Task data »

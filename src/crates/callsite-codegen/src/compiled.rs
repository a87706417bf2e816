// src/crates/callsite-codegen/src/compiled.rs
//
// Ahead-of-time strategy: the expression tree is compiled once into nested
// closures. Every decision that depends only on the tree (receiver mode,
// addressability, slots, temporaries, literal values) is made here; the
// closures only evaluate owners and move values.

use smallvec::SmallVec;

use crate::errors::{CompileError, CompileResult};
use crate::frame::{Bindings, Frame};
use crate::invoke::{self, Argument, Arguments, Receiver, ReceiverMode};
use crate::literal::{constant_value, literal_value};
use crate::place::{self, Place};
use crate::strategy::Executable;
use callsite_expr::{AddressableLocation, CallNode, Expr, ExprKind, FieldOwner, classify};
use callsite_identity::MethodId;
use callsite_runtime::{Runtime, RuntimeError, StaticKey, Value};
use callsite_sema::{CompilationDb, ParamMode};

type ValueFn = Box<dyn Fn(&mut Frame, &Runtime) -> Result<Value, RuntimeError> + Send + Sync>;
type PlaceFn = Box<dyn Fn(&mut Frame, &Runtime) -> Result<Place, RuntimeError> + Send + Sync>;

enum ReceiverFn {
    Absent,
    Value(ValueFn),
    Place(PlaceFn),
}

enum ArgFn {
    Value(ValueFn),
    ByRef(PlaceFn, ParamMode),
}

/// A lambda body compiled to closures.
pub struct CompiledBody {
    body: ValueFn,
}

impl Executable for CompiledBody {
    fn execute(&self, frame: &mut Frame, rt: &Runtime) -> Result<Value, RuntimeError> {
        (self.body)(frame, rt)
    }
}

pub struct ClosureCompiler<'a> {
    rt: &'a Runtime,
    bindings: &'a mut Bindings,
}

impl<'a> ClosureCompiler<'a> {
    pub fn new(rt: &'a Runtime, bindings: &'a mut Bindings) -> Self {
        Self { rt, bindings }
    }

    fn db(&self) -> &'a CompilationDb {
        self.rt.db()
    }

    pub fn compile(mut self, body: &Expr) -> CompileResult<CompiledBody> {
        let body = self.value(body)?;
        Ok(CompiledBody { body })
    }

    // ========================================================================
    // Values
    // ========================================================================

    fn value(&mut self, expr: &Expr) -> CompileResult<ValueFn> {
        match &expr.kind {
            ExprKind::Parameter(param) => {
                let slot = self.bindings.slot_of(param)?;
                Ok(Box::new(move |frame, rt| Place::Slot(slot).load(frame, rt)))
            }
            ExprKind::Constant(literal) => {
                let value = literal_value(self.rt, literal, expr.ty);
                Ok(Box::new(move |_, _| Ok(value.clone())))
            }
            ExprKind::Field { .. } | ExprKind::ArrayIndex { .. } | ExprKind::Unbox(_) => {
                let loc = classify(self.db(), expr);
                let place = self.place(&loc)?;
                Ok(Box::new(move |frame, rt| {
                    let place = place(frame, rt)?;
                    place.load(frame, rt)
                }))
            }
            ExprKind::Property {
                owner,
                property,
                getter,
                args,
            } => {
                let getter = getter.ok_or_else(|| CompileError::WriteOnly {
                    property: self.db().property(*property).name.clone(),
                })?;
                let args: Vec<&Expr> = args.iter().collect();
                self.invocation(getter, owner.as_deref(), &args)
            }
            ExprKind::Call(call) => self.call(call),
            ExprKind::Block(children) => {
                let children = children
                    .iter()
                    .map(|child| self.value(child))
                    .collect::<CompileResult<Vec<_>>>()?;
                Ok(Box::new(move |frame, rt| {
                    let mut last = Value::Void;
                    for child in &children {
                        last = child(frame, rt)?;
                    }
                    Ok(last)
                }))
            }
        }
    }

    fn call(&mut self, call: &CallNode) -> CompileResult<ValueFn> {
        let args: Vec<&Expr> = call.args().iter().collect();
        self.invocation(call.method(), call.receiver(), &args)
    }

    /// A method invocation with the receiver and by-ref rules applied.
    fn invocation(
        &mut self,
        method: MethodId,
        receiver: Option<&Expr>,
        args: &[&Expr],
    ) -> CompileResult<ValueFn> {
        invoke::check_body(self.rt, method)?;
        let mode = invoke::receiver_mode(self.db(), method, receiver.map(|r| r.ty));
        let receiver = match (mode, receiver) {
            (ReceiverMode::Absent, _) | (_, None) => ReceiverFn::Absent,
            (ReceiverMode::Value, Some(r)) => ReceiverFn::Value(self.value(r)?),
            (ReceiverMode::Place, Some(r)) => {
                let loc = classify(self.db(), r);
                ReceiverFn::Place(self.place(&loc)?)
            }
        };
        let modes = invoke::param_modes(self.db(), method);
        let mut arg_fns: SmallVec<[ArgFn; 4]> = SmallVec::with_capacity(args.len());
        for (&arg, mode) in args.iter().zip(modes) {
            let arg_fn = if mode.is_by_ref() {
                let loc = classify(self.db(), arg);
                ArgFn::ByRef(self.place(&loc)?, mode)
            } else {
                ArgFn::Value(self.value(arg)?)
            };
            arg_fns.push(arg_fn);
        }

        Ok(Box::new(move |frame, rt| {
            let receiver = match &receiver {
                ReceiverFn::Absent => Receiver::Absent,
                ReceiverFn::Value(value) => Receiver::Value(value(frame, rt)?),
                ReceiverFn::Place(place) => Receiver::Place(place(frame, rt)?),
            };
            let mut args = Arguments::with_capacity(arg_fns.len());
            for arg in &arg_fns {
                args.push(match arg {
                    ArgFn::Value(value) => Argument::Value(value(frame, rt)?),
                    ArgFn::ByRef(place, mode) => Argument::ByRef {
                        place: place(frame, rt)?,
                        mode: *mode,
                    },
                });
            }
            invoke::invoke(frame, rt, method, receiver, args)
        }))
    }

    // ========================================================================
    // Places
    // ========================================================================

    fn place(&mut self, loc: &AddressableLocation<'_>) -> CompileResult<PlaceFn> {
        match loc {
            AddressableLocation::Parameter(param) => {
                let slot = self.bindings.slot_of(param)?;
                Ok(Box::new(move |_, _| Ok(Place::Slot(slot))))
            }
            AddressableLocation::Field {
                owner,
                field,
                slot,
                readonly,
            } => {
                let index = *slot;
                let field_place: PlaceFn = match owner {
                    FieldOwner::Heap(expr) => {
                        let owner = self.value(expr)?;
                        Box::new(move |frame, rt| place::object_field(owner(frame, rt)?, index))
                    }
                    FieldOwner::Inline(inner) => {
                        let base = self.place(inner)?;
                        Box::new(move |frame, rt| {
                            Ok(Place::StructField {
                                base: Box::new(base(frame, rt)?),
                                index,
                            })
                        })
                    }
                };
                if !*readonly {
                    return Ok(field_place);
                }
                let temp = self.bindings.readonly_temp(owner, *field);
                Ok(Box::new(move |frame, rt| {
                    let current = field_place(frame, rt)?.load(frame, rt)?;
                    frame.init_temp(temp, current);
                    Ok(Place::Temp(temp))
                }))
            }
            AddressableLocation::StaticField {
                field,
                declaring,
                constant,
            } => match constant {
                Some(value) => {
                    let value = constant_value(value);
                    Ok(Box::new(move |_, _| Ok(Place::Detached(value.clone()))))
                }
                None => {
                    let key = StaticKey {
                        field: *field,
                        declaring: *declaring,
                    };
                    Ok(Box::new(move |_, _| Ok(Place::Static(key))))
                }
            },
            AddressableLocation::ArrayElement { array, indices } => {
                let array = self.value(array)?;
                let indices = indices
                    .iter()
                    .map(|index| self.value(index))
                    .collect::<CompileResult<Vec<_>>>()?;
                Ok(Box::new(move |frame, rt| {
                    let array = array(frame, rt)?;
                    let mut values: SmallVec<[Value; 2]> = SmallVec::with_capacity(indices.len());
                    for index in &indices {
                        values.push(index(frame, rt)?);
                    }
                    place::element(array, &values)
                }))
            }
            AddressableLocation::Unboxed { boxed, ty } => {
                let boxed = self.value(boxed)?;
                let ty = *ty;
                Ok(Box::new(move |frame, rt| place::unboxed(rt, boxed(frame, rt)?, ty)))
            }
            AddressableLocation::None(expr) => {
                let value = self.value(expr)?;
                Ok(Box::new(move |frame, rt| Ok(Place::Detached(value(frame, rt)?))))
            }
        }
    }
}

Task statement »
Find "invoke::check_body(self.rt, method)?;" in the entries above and copy that whole line exactly, then each line after it through the line that contains "let modes = invoke::param_modes(self.db(), method);".

Output for this task »
        invoke::check_body(self.rt, method)?;
        let mode = invoke::receiver_mode(self.db(), method, receiver.map(|r| r.ty));
        let receiver = match (mode, receiver) {
            (ReceiverMode::Absent, _) | (_, None) => ReceiverFn::Absent,
            (ReceiverMode::Value, Some(r)) => ReceiverFn::Value(self.value(r)?),
            (ReceiverMode::Place, Some(r)) => {
                let loc = classify(self.db(), r);
                ReceiverFn::Place(self.place(&loc)?)
            }
        };
        let modes = invoke::param_modes(self.db(), method);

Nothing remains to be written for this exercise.